The records must be repeated exactly and in their entirety.
(Given records)
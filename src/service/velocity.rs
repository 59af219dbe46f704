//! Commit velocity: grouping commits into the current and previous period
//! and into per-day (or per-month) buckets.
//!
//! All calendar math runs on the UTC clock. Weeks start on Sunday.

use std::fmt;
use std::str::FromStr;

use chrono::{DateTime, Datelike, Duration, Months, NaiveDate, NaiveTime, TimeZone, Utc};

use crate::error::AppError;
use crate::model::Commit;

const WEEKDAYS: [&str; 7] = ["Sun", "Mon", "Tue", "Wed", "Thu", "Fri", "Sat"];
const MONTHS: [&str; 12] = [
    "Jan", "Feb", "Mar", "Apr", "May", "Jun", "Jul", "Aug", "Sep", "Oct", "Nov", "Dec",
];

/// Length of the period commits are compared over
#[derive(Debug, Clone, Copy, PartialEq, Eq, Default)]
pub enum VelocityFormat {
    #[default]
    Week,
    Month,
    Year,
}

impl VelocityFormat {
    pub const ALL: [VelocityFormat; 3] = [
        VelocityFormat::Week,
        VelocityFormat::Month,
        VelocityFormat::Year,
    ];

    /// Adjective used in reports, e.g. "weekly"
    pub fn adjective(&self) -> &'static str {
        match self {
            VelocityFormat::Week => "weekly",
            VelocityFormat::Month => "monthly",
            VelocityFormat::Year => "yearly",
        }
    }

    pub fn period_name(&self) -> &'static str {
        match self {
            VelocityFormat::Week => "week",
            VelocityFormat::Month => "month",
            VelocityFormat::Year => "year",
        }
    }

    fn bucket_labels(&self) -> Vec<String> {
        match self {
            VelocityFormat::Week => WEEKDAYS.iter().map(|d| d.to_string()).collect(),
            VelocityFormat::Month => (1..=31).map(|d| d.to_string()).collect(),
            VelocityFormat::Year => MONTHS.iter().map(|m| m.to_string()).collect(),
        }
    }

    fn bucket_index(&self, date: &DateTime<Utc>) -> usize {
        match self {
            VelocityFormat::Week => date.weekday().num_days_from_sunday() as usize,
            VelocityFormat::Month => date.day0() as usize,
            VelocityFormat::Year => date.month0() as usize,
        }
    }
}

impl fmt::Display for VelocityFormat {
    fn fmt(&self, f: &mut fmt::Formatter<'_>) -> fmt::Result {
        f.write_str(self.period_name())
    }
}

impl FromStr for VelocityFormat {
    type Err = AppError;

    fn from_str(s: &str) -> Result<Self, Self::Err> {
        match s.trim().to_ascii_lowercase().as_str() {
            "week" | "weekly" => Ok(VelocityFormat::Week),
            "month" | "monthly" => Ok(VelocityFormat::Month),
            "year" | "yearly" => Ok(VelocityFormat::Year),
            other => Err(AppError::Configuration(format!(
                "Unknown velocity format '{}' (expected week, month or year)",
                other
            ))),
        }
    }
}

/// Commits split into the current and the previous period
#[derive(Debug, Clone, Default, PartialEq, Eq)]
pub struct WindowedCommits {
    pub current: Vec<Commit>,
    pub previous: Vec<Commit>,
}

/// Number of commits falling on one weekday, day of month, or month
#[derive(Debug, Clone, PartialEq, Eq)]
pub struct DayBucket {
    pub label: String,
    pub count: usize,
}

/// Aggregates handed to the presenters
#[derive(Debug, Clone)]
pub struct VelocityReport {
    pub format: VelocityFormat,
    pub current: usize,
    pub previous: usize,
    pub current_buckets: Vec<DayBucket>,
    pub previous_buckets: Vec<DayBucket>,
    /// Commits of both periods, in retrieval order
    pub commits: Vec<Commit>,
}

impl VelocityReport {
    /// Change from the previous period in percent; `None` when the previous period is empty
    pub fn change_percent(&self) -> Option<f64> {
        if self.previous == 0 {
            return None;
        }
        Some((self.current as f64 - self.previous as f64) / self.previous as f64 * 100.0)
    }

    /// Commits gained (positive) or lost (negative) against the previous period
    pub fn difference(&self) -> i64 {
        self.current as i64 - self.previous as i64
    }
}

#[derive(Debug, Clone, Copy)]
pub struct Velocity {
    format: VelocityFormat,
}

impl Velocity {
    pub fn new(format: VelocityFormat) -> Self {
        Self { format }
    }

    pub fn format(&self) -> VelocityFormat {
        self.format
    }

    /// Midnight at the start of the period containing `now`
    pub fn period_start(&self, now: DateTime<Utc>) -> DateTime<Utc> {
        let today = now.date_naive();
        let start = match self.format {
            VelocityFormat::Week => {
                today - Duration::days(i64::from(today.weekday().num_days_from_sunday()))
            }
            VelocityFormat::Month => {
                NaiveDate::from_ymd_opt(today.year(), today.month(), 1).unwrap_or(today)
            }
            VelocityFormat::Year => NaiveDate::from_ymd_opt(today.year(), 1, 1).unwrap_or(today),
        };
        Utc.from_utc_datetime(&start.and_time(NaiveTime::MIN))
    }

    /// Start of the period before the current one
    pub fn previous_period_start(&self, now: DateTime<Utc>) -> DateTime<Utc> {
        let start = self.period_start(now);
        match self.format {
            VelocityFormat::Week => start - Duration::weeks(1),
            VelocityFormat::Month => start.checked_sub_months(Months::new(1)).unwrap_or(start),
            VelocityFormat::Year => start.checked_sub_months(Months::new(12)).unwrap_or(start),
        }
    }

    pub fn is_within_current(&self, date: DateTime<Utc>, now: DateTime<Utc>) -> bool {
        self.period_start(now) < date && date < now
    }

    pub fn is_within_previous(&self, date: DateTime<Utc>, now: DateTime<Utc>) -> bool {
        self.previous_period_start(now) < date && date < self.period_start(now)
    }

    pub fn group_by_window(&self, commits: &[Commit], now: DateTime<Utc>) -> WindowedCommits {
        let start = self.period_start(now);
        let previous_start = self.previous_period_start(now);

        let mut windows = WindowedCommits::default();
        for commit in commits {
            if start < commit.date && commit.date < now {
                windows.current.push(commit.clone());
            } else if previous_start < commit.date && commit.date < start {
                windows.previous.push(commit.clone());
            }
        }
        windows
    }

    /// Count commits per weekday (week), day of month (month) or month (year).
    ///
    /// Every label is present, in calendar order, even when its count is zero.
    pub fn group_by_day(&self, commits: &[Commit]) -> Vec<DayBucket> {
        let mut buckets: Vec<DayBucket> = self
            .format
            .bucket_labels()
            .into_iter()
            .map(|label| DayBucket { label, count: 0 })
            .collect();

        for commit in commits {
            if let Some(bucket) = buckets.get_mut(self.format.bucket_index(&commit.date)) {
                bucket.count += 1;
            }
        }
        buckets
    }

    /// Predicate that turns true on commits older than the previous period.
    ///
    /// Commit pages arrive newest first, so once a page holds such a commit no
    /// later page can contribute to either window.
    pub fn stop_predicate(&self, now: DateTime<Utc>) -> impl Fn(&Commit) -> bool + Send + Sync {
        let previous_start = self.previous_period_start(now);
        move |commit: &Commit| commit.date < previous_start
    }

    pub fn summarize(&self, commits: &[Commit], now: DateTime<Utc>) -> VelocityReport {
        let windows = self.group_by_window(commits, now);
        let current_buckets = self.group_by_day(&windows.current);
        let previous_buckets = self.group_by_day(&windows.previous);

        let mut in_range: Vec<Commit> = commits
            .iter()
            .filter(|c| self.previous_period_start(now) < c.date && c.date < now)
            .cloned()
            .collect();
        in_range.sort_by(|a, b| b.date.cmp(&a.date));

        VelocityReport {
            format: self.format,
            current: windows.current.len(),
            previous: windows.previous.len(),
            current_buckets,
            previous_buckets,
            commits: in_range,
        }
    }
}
(End Given records)
### Completed exercise
filename src/service/velocity.rs
repository 59af219dbe46f704
//! Commit velocity: grouping commits into the current and previous period
//! and into per-day (or per-month) buckets.
//!
//! All calendar math runs on the UTC clock. Weeks start on Sunday.

use std::fmt;
use std::str::FromStr;

use chrono::{DateTime, Datelike, Duration, Months, NaiveDate, NaiveTime, TimeZone, Utc};

use crate::error::AppError;
use crate::model::Commit;

const WEEKDAYS: [&str; 7] = ["Sun", "Mon", "Tue", "Wed", "Thu", "Fri", "Sat"];
const MONTHS: [&str; 12] = [
    "Jan", "Feb", "Mar", "Apr", "May", "Jun", "Jul", "Aug", "Sep", "Oct", "Nov", "Dec",
];

/// Length of the period commits are compared over
#[derive(Debug, Clone, Copy, PartialEq, Eq, Default)]
pub enum VelocityFormat {
    #[default]
    Week,
    Month,
    Year,
}

impl VelocityFormat {
    pub const ALL: [VelocityFormat; 3] = [
        VelocityFormat::Week,
        VelocityFormat::Month,
        VelocityFormat::Year,
    ];

    /// Adjective used in reports, e.g. "weekly"
    pub fn adjective(&self) -> &'static str {
        match self {
            VelocityFormat::Week => "weekly",
            VelocityFormat::Month => "monthly",
            VelocityFormat::Year => "yearly",
        }
    }

    pub fn period_name(&self) -> &'static str {
        match self {
            VelocityFormat::Week => "week",
            VelocityFormat::Month => "month",
            VelocityFormat::Year => "year",
        }
    }

    fn bucket_labels(&self) -> Vec<String> {
        match self {
            VelocityFormat::Week => WEEKDAYS.iter().map(|d| d.to_string()).collect(),
            VelocityFormat::Month => (1..=31).map(|d| d.to_string()).collect(),
            VelocityFormat::Year => MONTHS.iter().map(|m| m.to_string()).collect(),
        }
    }

    fn bucket_index(&self, date: &DateTime<Utc>) -> usize {
        match self {
            VelocityFormat::Week => date.weekday().num_days_from_sunday() as usize,
            VelocityFormat::Month => date.day0() as usize,
            VelocityFormat::Year => date.month0() as usize,
        }
    }
}

impl fmt::Display for VelocityFormat {
    fn fmt(&self, f: &mut fmt::Formatter<'_>) -> fmt::Result {
        f.write_str(self.period_name())
    }
}

impl FromStr for VelocityFormat {
    type Err = AppError;

    fn from_str(s: &str) -> Result<Self, Self::Err> {
        match s.trim().to_ascii_lowercase().as_str() {
            "week" | "weekly" => Ok(VelocityFormat::Week),
            "month" | "monthly" => Ok(VelocityFormat::Month),
            "year" | "yearly" => Ok(VelocityFormat::Year),
            other => Err(AppError::Configuration(format!(
                "Unknown velocity format '{}' (expected week, month or year)",
                other
            ))),
        }
    }
}

/// Commits split into the current and the previous period
#[derive(Debug, Clone, Default, PartialEq, Eq)]
pub struct WindowedCommits {
    pub current: Vec<Commit>,
    pub previous: Vec<Commit>,
}

/// Number of commits falling on one weekday, day of month, or month
#[derive(Debug, Clone, PartialEq, Eq)]
pub struct DayBucket {
    pub label: String,
    pub count: usize,
}

/// Aggregates handed to the presenters
#[derive(Debug, Clone)]
pub struct VelocityReport {
    pub format: VelocityFormat,
    pub current: usize,
    pub previous: usize,
    pub current_buckets: Vec<DayBucket>,
    pub previous_buckets: Vec<DayBucket>,
    /// Commits of both periods, in retrieval order
    pub commits: Vec<Commit>,
}

impl VelocityReport {
    /// Change from the previous period in percent; `None` when the previous period is empty
    pub fn change_percent(&self) -> Option<f64> {
        if self.previous == 0 {
            return None;
        }
        Some((self.current as f64 - self.previous as f64) / self.previous as f64 * 100.0)
    }

    /// Commits gained (positive) or lost (negative) against the previous period
    pub fn difference(&self) -> i64 {
        self.current as i64 - self.previous as i64
    }
}

#[derive(Debug, Clone, Copy)]
pub struct Velocity {
    format: VelocityFormat,
}

impl Velocity {
    pub fn new(format: VelocityFormat) -> Self {
        Self { format }
    }

    pub fn format(&self) -> VelocityFormat {
        self.format
    }

    /// Midnight at the start of the period containing `now`
    pub fn period_start(&self, now: DateTime<Utc>) -> DateTime<Utc> {
        let today = now.date_naive();
        let start = match self.format {
            VelocityFormat::Week => {
                today - Duration::days(i64::from(today.weekday().num_days_from_sunday()))
            }
            VelocityFormat::Month => {
                NaiveDate::from_ymd_opt(today.year(), today.month(), 1).unwrap_or(today)
            }
            VelocityFormat::Year => NaiveDate::from_ymd_opt(today.year(), 1, 1).unwrap_or(today),
        };
        Utc.from_utc_datetime(&start.and_time(NaiveTime::MIN))
    }

    /// Start of the period before the current one
    pub fn previous_period_start(&self, now: DateTime<Utc>) -> DateTime<Utc> {
        let start = self.period_start(now);
        match self.format {
            VelocityFormat::Week => start - Duration::weeks(1),
            VelocityFormat::Month => start.checked_sub_months(Months::new(1)).unwrap_or(start),
            VelocityFormat::Year => start.checked_sub_months(Months::new(12)).unwrap_or(start),
        }
    }

    pub fn is_within_current(&self, date: DateTime<Utc>, now: DateTime<Utc>) -> bool {
        self.period_start(now) < date && date < now
    }

    pub fn is_within_previous(&self, date: DateTime<Utc>, now: DateTime<Utc>) -> bool {
        self.previous_period_start(now) < date && date < self.period_start(now)
    }

    pub fn group_by_window(&self, commits: &[Commit], now: DateTime<Utc>) -> WindowedCommits {
        let start = self.period_start(now);
        let previous_start = self.previous_period_start(now);

        let mut windows = WindowedCommits::default();
        for commit in commits {
            if start < commit.date && commit.date < now {
                windows.current.push(commit.clone());
            } else if previous_start < commit.date && commit.date < start {
                windows.previous.push(commit.clone());
            }
        }
        windows
    }

    /// Count commits per weekday (week), day of month (month) or month (year).
    ///
    /// Every label is present, in calendar order, even when its count is zero.
    pub fn group_by_day(&self, commits: &[Commit]) -> Vec<DayBucket> {
        let mut buckets: Vec<DayBucket> = self
            .format
            .bucket_labels()
            .into_iter()
            .map(|label| DayBucket { label, count: 0 })
            .collect();

        for commit in commits {
            if let Some(bucket) = buckets.get_mut(self.format.bucket_index(&commit.date)) {
                bucket.count += 1;
            }
        }
        buckets
    }

    /// Predicate that turns true on commits older than the previous period.
    ///
    /// Commit pages arrive newest first, so once a page holds such a commit no
    /// later page can contribute to either window.
    pub fn stop_predicate(&self, now: DateTime<Utc>) -> impl Fn(&Commit) -> bool + Send + Sync {
        let previous_start = self.previous_period_start(now);
        move |commit: &Commit| commit.date < previous_start
    }

    pub fn summarize(&self, commits: &[Commit], now: DateTime<Utc>) -> VelocityReport {
        let windows = self.group_by_window(commits, now);
        let current_buckets = self.group_by_day(&windows.current);
        let previous_buckets = self.group_by_day(&windows.previous);

        let mut in_range: Vec<Commit> = commits
            .iter()
            .filter(|c| self.previous_period_start(now) < c.date && c.date < now)
            .cloned()
            .collect();
        in_range.sort_by(|a, b| b.date.cmp(&a.date));

        VelocityReport {
            format: self.format,
            current: windows.current.len(),
            previous: windows.previous.len(),
            current_buckets,
            previous_buckets,
            commits: in_range,
        }
    }
}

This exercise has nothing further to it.